A bug in Linux 2.6's mprotect code (the system that controls memory access permissions) on Itanium IA64 Montecito processors fails to keep cache memory synchronized with main memory as the processor design requires. This allows local users (people with access to the same computer) to crash the system and potentially corrupt data by changing memory protection settings.
Raysoft/Raybase Video Cam Server version 1.0.0 beta has a vulnerability where remote attackers (people accessing the system from outside) can perform administrator operations and shut down the server or camera by sending a direct request to admin.html. This is a serious flaw because it lets unauthorized users take control of the system without proper authentication (verification of identity).

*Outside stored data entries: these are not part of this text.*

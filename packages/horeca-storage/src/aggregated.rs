//! Rollup tables.
//!
//! Writes are full replacements guarded by `IS DISTINCT FROM`: a row whose recomputed values equal
//! the stored ones is left untouched, `last_aggregated_at` included. Prune helpers remove keys in a
//! range that no longer have any processed facts behind them.

use sqlx::PgExecutor;
use time::Date;
use uuid::Uuid;

use crate::{
	Result,
	models::{
		LaborDayAggregate, LaborTeamDayAggregate, RevenueDayAggregate, SalesCategoryDayAggregate,
		SalesDayAggregate,
	},
};
use horeca_domain::calendar::DateRange;

/// Returns whether the row was inserted or changed.
pub async fn upsert_labor_day<'e, E>(executor: E, row: &LaborDayAggregate) -> Result<bool>
where
	E: PgExecutor<'e>,
{
	let result = sqlx::query(
		"\
INSERT INTO labor_day_aggregates (
	location_id,
	work_date,
	total_hours_worked,
	total_wage_cost,
	employee_count,
	shift_count,
	planned_hours,
	planned_wage_cost,
	planned_shift_count,
	last_aggregated_at
)
VALUES ($1, $2, $3, $4, $5, $6, $7, $8, $9, $10)
ON CONFLICT (location_id, work_date) DO UPDATE
SET
	total_hours_worked = EXCLUDED.total_hours_worked,
	total_wage_cost = EXCLUDED.total_wage_cost,
	employee_count = EXCLUDED.employee_count,
	shift_count = EXCLUDED.shift_count,
	planned_hours = EXCLUDED.planned_hours,
	planned_wage_cost = EXCLUDED.planned_wage_cost,
	planned_shift_count = EXCLUDED.planned_shift_count,
	last_aggregated_at = EXCLUDED.last_aggregated_at
WHERE (
	labor_day_aggregates.total_hours_worked,
	labor_day_aggregates.total_wage_cost,
	labor_day_aggregates.employee_count,
	labor_day_aggregates.shift_count,
	labor_day_aggregates.planned_hours,
	labor_day_aggregates.planned_wage_cost,
	labor_day_aggregates.planned_shift_count
) IS DISTINCT FROM (
	EXCLUDED.total_hours_worked,
	EXCLUDED.total_wage_cost,
	EXCLUDED.employee_count,
	EXCLUDED.shift_count,
	EXCLUDED.planned_hours,
	EXCLUDED.planned_wage_cost,
	EXCLUDED.planned_shift_count
)",
	)
	.bind(row.location_id)
	.bind(row.work_date)
	.bind(row.total_hours_worked)
	.bind(row.total_wage_cost)
	.bind(row.employee_count)
	.bind(row.shift_count)
	.bind(row.planned_hours)
	.bind(row.planned_wage_cost)
	.bind(row.planned_shift_count)
	.bind(row.last_aggregated_at)
	.execute(executor)
	.await?;

	Ok(result.rows_affected() > 0)
}

pub async fn upsert_labor_team_day<'e, E>(executor: E, row: &LaborTeamDayAggregate) -> Result<bool>
where
	E: PgExecutor<'e>,
{
	let result = sqlx::query(
		"\
INSERT INTO labor_team_day_aggregates (
	location_id,
	work_date,
	team_id,
	total_hours_worked,
	total_wage_cost,
	employee_count,
	shift_count,
	planned_hours,
	planned_wage_cost,
	planned_shift_count,
	last_aggregated_at
)
VALUES ($1, $2, $3, $4, $5, $6, $7, $8, $9, $10, $11)
ON CONFLICT (location_id, work_date, team_id) DO UPDATE
SET
	total_hours_worked = EXCLUDED.total_hours_worked,
	total_wage_cost = EXCLUDED.total_wage_cost,
	employee_count = EXCLUDED.employee_count,
	shift_count = EXCLUDED.shift_count,
	planned_hours = EXCLUDED.planned_hours,
	planned_wage_cost = EXCLUDED.planned_wage_cost,
	planned_shift_count = EXCLUDED.planned_shift_count,
	last_aggregated_at = EXCLUDED.last_aggregated_at
WHERE (
	labor_team_day_aggregates.total_hours_worked,
	labor_team_day_aggregates.total_wage_cost,
	labor_team_day_aggregates.employee_count,
	labor_team_day_aggregates.shift_count,
	labor_team_day_aggregates.planned_hours,
	labor_team_day_aggregates.planned_wage_cost,
	labor_team_day_aggregates.planned_shift_count
) IS DISTINCT FROM (
	EXCLUDED.total_hours_worked,
	EXCLUDED.total_wage_cost,
	EXCLUDED.employee_count,
	EXCLUDED.shift_count,
	EXCLUDED.planned_hours,
	EXCLUDED.planned_wage_cost,
	EXCLUDED.planned_shift_count
)",
	)
	.bind(row.location_id)
	.bind(row.work_date)
	.bind(row.team_id)
	.bind(row.total_hours_worked)
	.bind(row.total_wage_cost)
	.bind(row.employee_count)
	.bind(row.shift_count)
	.bind(row.planned_hours)
	.bind(row.planned_wage_cost)
	.bind(row.planned_shift_count)
	.bind(row.last_aggregated_at)
	.execute(executor)
	.await?;

	Ok(result.rows_affected() > 0)
}

pub async fn upsert_revenue_day<'e, E>(executor: E, row: &RevenueDayAggregate) -> Result<bool>
where
	E: PgExecutor<'e>,
{
	let result = sqlx::query(
		"\
INSERT INTO revenue_day_aggregates (
	location_id,
	revenue_date,
	total_revenue_excl_vat,
	total_revenue_incl_vat,
	total_vat,
	transaction_count,
	payment_methods,
	last_aggregated_at
)
VALUES ($1, $2, $3, $4, $5, $6, $7, $8)
ON CONFLICT (location_id, revenue_date) DO UPDATE
SET
	total_revenue_excl_vat = EXCLUDED.total_revenue_excl_vat,
	total_revenue_incl_vat = EXCLUDED.total_revenue_incl_vat,
	total_vat = EXCLUDED.total_vat,
	transaction_count = EXCLUDED.transaction_count,
	payment_methods = EXCLUDED.payment_methods,
	last_aggregated_at = EXCLUDED.last_aggregated_at
WHERE (
	revenue_day_aggregates.total_revenue_excl_vat,
	revenue_day_aggregates.total_revenue_incl_vat,
	revenue_day_aggregates.total_vat,
	revenue_day_aggregates.transaction_count,
	revenue_day_aggregates.payment_methods
) IS DISTINCT FROM (
	EXCLUDED.total_revenue_excl_vat,
	EXCLUDED.total_revenue_incl_vat,
	EXCLUDED.total_vat,
	EXCLUDED.transaction_count,
	EXCLUDED.payment_methods
)",
	)
	.bind(row.location_id)
	.bind(row.revenue_date)
	.bind(row.total_revenue_excl_vat)
	.bind(row.total_revenue_incl_vat)
	.bind(row.total_vat)
	.bind(row.transaction_count)
	.bind(&row.payment_methods)
	.bind(row.last_aggregated_at)
	.execute(executor)
	.await?;

	Ok(result.rows_affected() > 0)
}

pub async fn upsert_sales_day<'e, E>(executor: E, row: &SalesDayAggregate) -> Result<bool>
where
	E: PgExecutor<'e>,
{
	let result = sqlx::query(
		"\
INSERT INTO sales_day_aggregates (
	location_id,
	sales_date,
	total_revenue_excl_vat,
	total_revenue_incl_vat,
	total_vat,
	total_cost_price,
	item_count,
	ticket_count,
	payment_methods,
	last_aggregated_at
)
VALUES ($1, $2, $3, $4, $5, $6, $7, $8, $9, $10)
ON CONFLICT (location_id, sales_date) DO UPDATE
SET
	total_revenue_excl_vat = EXCLUDED.total_revenue_excl_vat,
	total_revenue_incl_vat = EXCLUDED.total_revenue_incl_vat,
	total_vat = EXCLUDED.total_vat,
	total_cost_price = EXCLUDED.total_cost_price,
	item_count = EXCLUDED.item_count,
	ticket_count = EXCLUDED.ticket_count,
	payment_methods = EXCLUDED.payment_methods,
	last_aggregated_at = EXCLUDED.last_aggregated_at
WHERE (
	sales_day_aggregates.total_revenue_excl_vat,
	sales_day_aggregates.total_revenue_incl_vat,
	sales_day_aggregates.total_vat,
	sales_day_aggregates.total_cost_price,
	sales_day_aggregates.item_count,
	sales_day_aggregates.ticket_count,
	sales_day_aggregates.payment_methods
) IS DISTINCT FROM (
	EXCLUDED.total_revenue_excl_vat,
	EXCLUDED.total_revenue_incl_vat,
	EXCLUDED.total_vat,
	EXCLUDED.total_cost_price,
	EXCLUDED.item_count,
	EXCLUDED.ticket_count,
	EXCLUDED.payment_methods
)",
	)
	.bind(row.location_id)
	.bind(row.sales_date)
	.bind(row.total_revenue_excl_vat)
	.bind(row.total_revenue_incl_vat)
	.bind(row.total_vat)
	.bind(row.total_cost_price)
	.bind(row.item_count)
	.bind(row.ticket_count)
	.bind(&row.payment_methods)
	.bind(row.last_aggregated_at)
	.execute(executor)
	.await?;

	Ok(result.rows_affected() > 0)
}

pub async fn upsert_sales_category_day<'e, E>(
	executor: E,
	row: &SalesCategoryDayAggregate,
) -> Result<bool>
where
	E: PgExecutor<'e>,
{
	let result = sqlx::query(
		"\
INSERT INTO sales_category_day_aggregates (
	location_id,
	sales_date,
	category,
	quantity,
	revenue_excl_vat,
	revenue_incl_vat,
	last_aggregated_at
)
VALUES ($1, $2, $3, $4, $5, $6, $7)
ON CONFLICT (location_id, sales_date, category) DO UPDATE
SET
	quantity = EXCLUDED.quantity,
	revenue_excl_vat = EXCLUDED.revenue_excl_vat,
	revenue_incl_vat = EXCLUDED.revenue_incl_vat,
	last_aggregated_at = EXCLUDED.last_aggregated_at
WHERE (
	sales_category_day_aggregates.quantity,
	sales_category_day_aggregates.revenue_excl_vat,
	sales_category_day_aggregates.revenue_incl_vat
) IS DISTINCT FROM (
	EXCLUDED.quantity,
	EXCLUDED.revenue_excl_vat,
	EXCLUDED.revenue_incl_vat
)",
	)
	.bind(row.location_id)
	.bind(row.sales_date)
	.bind(row.category.as_str())
	.bind(row.quantity)
	.bind(row.revenue_excl_vat)
	.bind(row.revenue_incl_vat)
	.bind(row.last_aggregated_at)
	.execute(executor)
	.await?;

	Ok(result.rows_affected() > 0)
}

/// Keys kept by a prune, as parallel arrays.
#[derive(Debug, Clone, Default)]
pub struct KeepKeys {
	pub location_ids: Vec<Uuid>,
	pub dates: Vec<Date>,
}
impl KeepKeys {
	pub fn push(&mut self, location_id: Uuid, date: Date) {
		self.location_ids.push(location_id);
		self.dates.push(date);
	}
}

#[derive(Debug, Clone, Default)]
pub struct KeepTeamKeys {
	pub location_ids: Vec<Uuid>,
	pub dates: Vec<Date>,
	pub team_ids: Vec<i64>,
}
impl KeepTeamKeys {
	pub fn push(&mut self, location_id: Uuid, date: Date, team_id: i64) {
		self.location_ids.push(location_id);
		self.dates.push(date);
		self.team_ids.push(team_id);
	}
}

#[derive(Debug, Clone, Default)]
pub struct KeepCategoryKeys {
	pub location_ids: Vec<Uuid>,
	pub dates: Vec<Date>,
	pub categories: Vec<String>,
}
impl KeepCategoryKeys {
	pub fn push(&mut self, location_id: Uuid, date: Date, category: &str) {
		self.location_ids.push(location_id);
		self.dates.push(date);
		self.categories.push(category.to_string());
	}
}

#[derive(Debug, Clone, Copy, PartialEq, Eq)]
pub enum DayTable {
	Labor,
	Revenue,
	Sales,
}
impl DayTable {
	fn table_and_date_column(self) -> (&'static str, &'static str) {
		match self {
			Self::Labor => ("labor_day_aggregates", "work_date"),
			Self::Revenue => ("revenue_day_aggregates", "revenue_date"),
			Self::Sales => ("sales_day_aggregates", "sales_date"),
		}
	}
}

/// Deletes (location, date) rows in range that are not in `keep`.
pub async fn prune_days<'e, E>(
	executor: E,
	table: DayTable,
	range: DateRange,
	location_id: Option<Uuid>,
	keep: &KeepKeys,
) -> Result<u64>
where
	E: PgExecutor<'e>,
{
	let (table, date_column) = table.table_and_date_column();
	let sql = format!(
		"\
DELETE FROM {table}
WHERE {date_column} BETWEEN $1 AND $2
	AND ($3::uuid IS NULL OR location_id = $3)
	AND (location_id, {date_column}) NOT IN (
		SELECT keep.location_id, keep.day
		FROM UNNEST($4::uuid[], $5::date[]) AS keep(location_id, day)
	)"
	);
	let result = sqlx::query(&sql)
		.bind(range.start)
		.bind(range.end)
		.bind(location_id)
		.bind(&keep.location_ids)
		.bind(&keep.dates)
		.execute(executor)
		.await?;

	Ok(result.rows_affected())
}

pub async fn prune_team_days<'e, E>(
	executor: E,
	range: DateRange,
	location_id: Option<Uuid>,
	keep: &KeepTeamKeys,
) -> Result<u64>
where
	E: PgExecutor<'e>,
{
	let result = sqlx::query(
		"\
DELETE FROM labor_team_day_aggregates
WHERE work_date BETWEEN $1 AND $2
	AND ($3::uuid IS NULL OR location_id = $3)
	AND (location_id, work_date, team_id) NOT IN (
		SELECT keep.location_id, keep.day, keep.team_id
		FROM UNNEST($4::uuid[], $5::date[], $6::bigint[]) AS keep(location_id, day, team_id)
	)",
	)
	.bind(range.start)
	.bind(range.end)
	.bind(location_id)
	.bind(&keep.location_ids)
	.bind(&keep.dates)
	.bind(&keep.team_ids)
	.execute(executor)
	.await?;

	Ok(result.rows_affected())
}

pub async fn prune_category_days<'e, E>(
	executor: E,
	range: DateRange,
	location_id: Option<Uuid>,
	keep: &KeepCategoryKeys,
) -> Result<u64>
where
	E: PgExecutor<'e>,
{
	let result = sqlx::query(
		"\
DELETE FROM sales_category_day_aggregates
WHERE sales_date BETWEEN $1 AND $2
	AND ($3::uuid IS NULL OR location_id = $3)
	AND (location_id, sales_date, category) NOT IN (
		SELECT keep.location_id, keep.day, keep.category
		FROM UNNEST($4::uuid[], $5::date[], $6::text[]) AS keep(location_id, day, category)
	)",
	)
	.bind(range.start)
	.bind(range.end)
	.bind(location_id)
	.bind(&keep.location_ids)
	.bind(&keep.dates)
	.bind(&keep.categories)
	.execute(executor)
	.await?;

	Ok(result.rows_affected())
}

pub async fn list_labor_days<'e, E>(
	executor: E,
	range: DateRange,
	location_id: Option<Uuid>,
) -> Result<Vec<LaborDayAggregate>>
where
	E: PgExecutor<'e>,
{
	let rows = sqlx::query_as::<_, LaborDayAggregate>(
		"\
SELECT
	location_id,
	work_date,
	total_hours_worked,
	total_wage_cost,
	employee_count,
	shift_count,
	planned_hours,
	planned_wage_cost,
	planned_shift_count,
	last_aggregated_at
FROM labor_day_aggregates
WHERE work_date BETWEEN $1 AND $2
	AND ($3::uuid IS NULL OR location_id = $3)
ORDER BY location_id, work_date",
	)
	.bind(range.start)
	.bind(range.end)
	.bind(location_id)
	.fetch_all(executor)
	.await?;

	Ok(rows)
}

pub async fn list_revenue_days<'e, E>(
	executor: E,
	range: DateRange,
	location_id: Option<Uuid>,
) -> Result<Vec<RevenueDayAggregate>>
where
	E: PgExecutor<'e>,
{
	let rows = sqlx::query_as::<_, RevenueDayAggregate>(
		"\
SELECT
	location_id,
	revenue_date,
	total_revenue_excl_vat,
	total_revenue_incl_vat,
	total_vat,
	transaction_count,
	payment_methods,
	last_aggregated_at
FROM revenue_day_aggregates
WHERE revenue_date BETWEEN $1 AND $2
	AND ($3::uuid IS NULL OR location_id = $3)
ORDER BY location_id, revenue_date",
	)
	.bind(range.start)
	.bind(range.end)
	.bind(location_id)
	.fetch_all(executor)
	.await?;

	Ok(rows)
}

pub async fn list_sales_days<'e, E>(
	executor: E,
	range: DateRange,
	location_id: Option<Uuid>,
) -> Result<Vec<SalesDayAggregate>>
where
	E: PgExecutor<'e>,
{
	let rows = sqlx::query_as::<_, SalesDayAggregate>(
		"\
SELECT
	location_id,
	sales_date,
	total_revenue_excl_vat,
	total_revenue_incl_vat,
	total_vat,
	total_cost_price,
	item_count,
	ticket_count,
	payment_methods,
	last_aggregated_at
FROM sales_day_aggregates
WHERE sales_date BETWEEN $1 AND $2
	AND ($3::uuid IS NULL OR location_id = $3)
ORDER BY location_id, sales_date",
	)
	.bind(range.start)
	.bind(range.end)
	.bind(location_id)
	.fetch_all(executor)
	.await?;

	Ok(rows)
}

pub async fn list_sales_categories<'e, E>(
	executor: E,
	range: DateRange,
	location_id: Option<Uuid>,
) -> Result<Vec<SalesCategoryDayAggregate>>
where
	E: PgExecutor<'e>,
{
	let rows = sqlx::query_as::<_, SalesCategoryDayAggregate>(
		"\
SELECT
	location_id,
	sales_date,
	category,
	quantity,
	revenue_excl_vat,
	revenue_incl_vat,
	last_aggregated_at
FROM sales_category_day_aggregates
WHERE sales_date BETWEEN $1 AND $2
	AND ($3::uuid IS NULL OR location_id = $3)
ORDER BY location_id, sales_date, category",
	)
	.bind(range.start)
	.bind(range.end)
	.bind(location_id)
	.fetch_all(executor)
	.await?;

	Ok(rows)
}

Raysoft/Raybase Video Cam Server version 1.0.0 beta has a vulnerability where remote attackers (people accessing the server from outside) can discover the full pathname (the complete file location) of the server by requesting an invalid page, such as by using a hex-encoded space character. This information leakage could help attackers understand the server's structure and plan further attacks.
A directory traversal vulnerability (a security flaw where an attacker uses special path sequences to access files outside their allowed area) was found in Raysoft/Raybase Video Cam Server version 1.0.0 beta. Remote attackers could exploit this by sending HTTP requests containing ".." (dot dot) sequences to read arbitrary files on the affected system.
Sun Ray Server Software (SRSS) versions 1.3 and 2.0 on certain Solaris systems have a bug where quickly removing, reinserting, and removing a smartcard again can prevent the system from detecting that the card is gone. This leaves a user's session logged in, potentially allowing someone else to access the account without permission.
Sun Ray Server Software (SRSS) version 1.3 has a vulnerability that allows remote attackers to log in as another user when Non-Smartcard Mobility (NSCM, a feature that lets users connect from different systems) is enabled, by running dtlogin (a login program) from a system that supports XDMCP (a protocol for remote display connections). This is a serious authentication bypass vulnerability that could let attackers impersonate legitimate users.
CVE-2000-1193 is a vulnerability in Performance Copilot's PMCD (Performance Metrics Collector Daemon, a service that monitors system performance metrics) on IRIX 6.x systems that allows remote attackers to cause a denial of service (resource exhaustion, where a system runs out of memory or processing power) by sending an extremely long string to the PMCD port. The vulnerability has a CVSS 4.0 severity rating (a 0-10 scale measuring how serious the vulnerability is).
Jax Petition Book version 1.0.3.06 contains directory traversal vulnerabilities (a security flaw where attackers use .. sequences to access files outside the intended folder) in two PHP files. Remote attackers can exploit this by adding .. characters to the languagepack parameter, allowing them to view and run arbitrary local files on the server.